======== RECORDS FOR THIS EXERCISE ========

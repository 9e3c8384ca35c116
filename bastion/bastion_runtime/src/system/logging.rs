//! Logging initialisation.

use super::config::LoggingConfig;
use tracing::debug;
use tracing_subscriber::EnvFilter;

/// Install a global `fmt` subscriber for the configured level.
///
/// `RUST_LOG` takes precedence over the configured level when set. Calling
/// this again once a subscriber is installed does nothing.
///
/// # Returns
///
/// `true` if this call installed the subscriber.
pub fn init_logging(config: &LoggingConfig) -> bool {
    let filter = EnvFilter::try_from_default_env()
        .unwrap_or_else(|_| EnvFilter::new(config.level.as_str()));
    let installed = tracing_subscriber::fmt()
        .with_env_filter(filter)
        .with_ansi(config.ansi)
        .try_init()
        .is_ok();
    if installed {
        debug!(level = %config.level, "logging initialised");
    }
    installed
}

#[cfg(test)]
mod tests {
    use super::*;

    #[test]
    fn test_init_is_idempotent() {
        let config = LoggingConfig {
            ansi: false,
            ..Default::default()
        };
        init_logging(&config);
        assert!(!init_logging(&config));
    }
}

========
======== RECORDS FOR THIS EXERCISE ========

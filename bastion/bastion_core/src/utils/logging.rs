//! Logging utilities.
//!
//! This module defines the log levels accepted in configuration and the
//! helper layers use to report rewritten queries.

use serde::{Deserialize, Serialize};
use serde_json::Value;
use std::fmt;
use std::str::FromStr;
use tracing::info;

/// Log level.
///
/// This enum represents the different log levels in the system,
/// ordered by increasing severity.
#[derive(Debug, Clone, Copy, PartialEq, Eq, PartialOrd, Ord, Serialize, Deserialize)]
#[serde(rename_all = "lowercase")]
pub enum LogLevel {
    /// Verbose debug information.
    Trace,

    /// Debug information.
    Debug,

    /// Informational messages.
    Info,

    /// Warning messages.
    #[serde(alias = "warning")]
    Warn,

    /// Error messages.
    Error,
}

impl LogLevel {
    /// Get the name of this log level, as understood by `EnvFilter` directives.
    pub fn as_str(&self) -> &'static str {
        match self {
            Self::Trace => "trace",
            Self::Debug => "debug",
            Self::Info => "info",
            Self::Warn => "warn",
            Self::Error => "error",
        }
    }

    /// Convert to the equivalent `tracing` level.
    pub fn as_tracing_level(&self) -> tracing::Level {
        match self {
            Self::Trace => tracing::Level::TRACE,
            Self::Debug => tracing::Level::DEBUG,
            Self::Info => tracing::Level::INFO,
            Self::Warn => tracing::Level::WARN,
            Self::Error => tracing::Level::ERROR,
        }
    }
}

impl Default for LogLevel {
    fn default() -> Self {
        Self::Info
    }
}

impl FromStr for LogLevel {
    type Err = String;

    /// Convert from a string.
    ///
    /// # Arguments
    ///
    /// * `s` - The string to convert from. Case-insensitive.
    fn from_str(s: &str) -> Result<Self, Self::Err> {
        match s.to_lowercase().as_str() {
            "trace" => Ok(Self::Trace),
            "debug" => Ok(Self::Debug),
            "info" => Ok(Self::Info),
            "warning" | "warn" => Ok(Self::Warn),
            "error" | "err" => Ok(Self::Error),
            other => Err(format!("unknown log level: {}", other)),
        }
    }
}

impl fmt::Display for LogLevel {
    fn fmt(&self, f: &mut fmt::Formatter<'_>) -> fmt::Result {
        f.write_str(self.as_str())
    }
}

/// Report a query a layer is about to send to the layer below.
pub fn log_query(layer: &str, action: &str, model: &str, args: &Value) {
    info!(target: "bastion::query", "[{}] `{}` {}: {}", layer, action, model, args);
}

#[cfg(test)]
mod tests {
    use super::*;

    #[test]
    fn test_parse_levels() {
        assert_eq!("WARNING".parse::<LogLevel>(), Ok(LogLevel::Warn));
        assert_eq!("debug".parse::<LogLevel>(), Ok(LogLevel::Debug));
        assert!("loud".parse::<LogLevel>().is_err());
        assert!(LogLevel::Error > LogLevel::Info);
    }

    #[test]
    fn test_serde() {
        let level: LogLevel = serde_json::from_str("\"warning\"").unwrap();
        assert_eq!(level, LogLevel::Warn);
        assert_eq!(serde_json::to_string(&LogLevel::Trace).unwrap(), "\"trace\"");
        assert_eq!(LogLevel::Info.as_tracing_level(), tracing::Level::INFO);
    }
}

========
======== RECORDS FOR THIS EXERCISE ========

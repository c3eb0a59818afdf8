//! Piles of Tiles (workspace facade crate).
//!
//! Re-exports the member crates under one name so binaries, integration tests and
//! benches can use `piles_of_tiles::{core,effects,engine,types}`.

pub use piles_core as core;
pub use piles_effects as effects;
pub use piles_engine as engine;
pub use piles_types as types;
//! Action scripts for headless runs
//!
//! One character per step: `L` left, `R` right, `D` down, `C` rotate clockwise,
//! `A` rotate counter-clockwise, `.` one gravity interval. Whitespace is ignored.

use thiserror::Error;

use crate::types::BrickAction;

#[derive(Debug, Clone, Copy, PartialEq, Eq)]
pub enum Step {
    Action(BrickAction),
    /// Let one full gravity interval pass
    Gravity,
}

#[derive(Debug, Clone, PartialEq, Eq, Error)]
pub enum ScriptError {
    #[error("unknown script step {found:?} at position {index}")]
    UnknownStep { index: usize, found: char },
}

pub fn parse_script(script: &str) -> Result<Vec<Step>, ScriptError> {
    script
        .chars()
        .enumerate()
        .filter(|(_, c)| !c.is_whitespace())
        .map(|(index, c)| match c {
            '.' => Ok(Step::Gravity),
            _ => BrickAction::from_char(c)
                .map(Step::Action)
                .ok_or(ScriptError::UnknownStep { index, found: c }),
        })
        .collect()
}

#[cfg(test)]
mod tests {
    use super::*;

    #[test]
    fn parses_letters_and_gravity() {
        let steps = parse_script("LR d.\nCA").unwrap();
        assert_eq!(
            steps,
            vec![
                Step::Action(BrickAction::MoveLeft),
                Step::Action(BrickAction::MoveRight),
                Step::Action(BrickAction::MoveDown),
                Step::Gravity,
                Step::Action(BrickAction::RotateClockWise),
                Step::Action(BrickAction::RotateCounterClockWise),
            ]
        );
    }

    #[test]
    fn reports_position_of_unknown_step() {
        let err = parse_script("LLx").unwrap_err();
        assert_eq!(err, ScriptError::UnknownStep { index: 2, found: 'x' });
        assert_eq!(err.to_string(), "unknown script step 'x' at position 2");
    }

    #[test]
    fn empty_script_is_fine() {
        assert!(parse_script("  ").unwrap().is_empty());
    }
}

========

--- GOAL OF THE EXERCISE ---
Using the data above, tally each line that contains "Deserialize". Write only the total.

--- ANSWER TO THE PROBLEM ---
2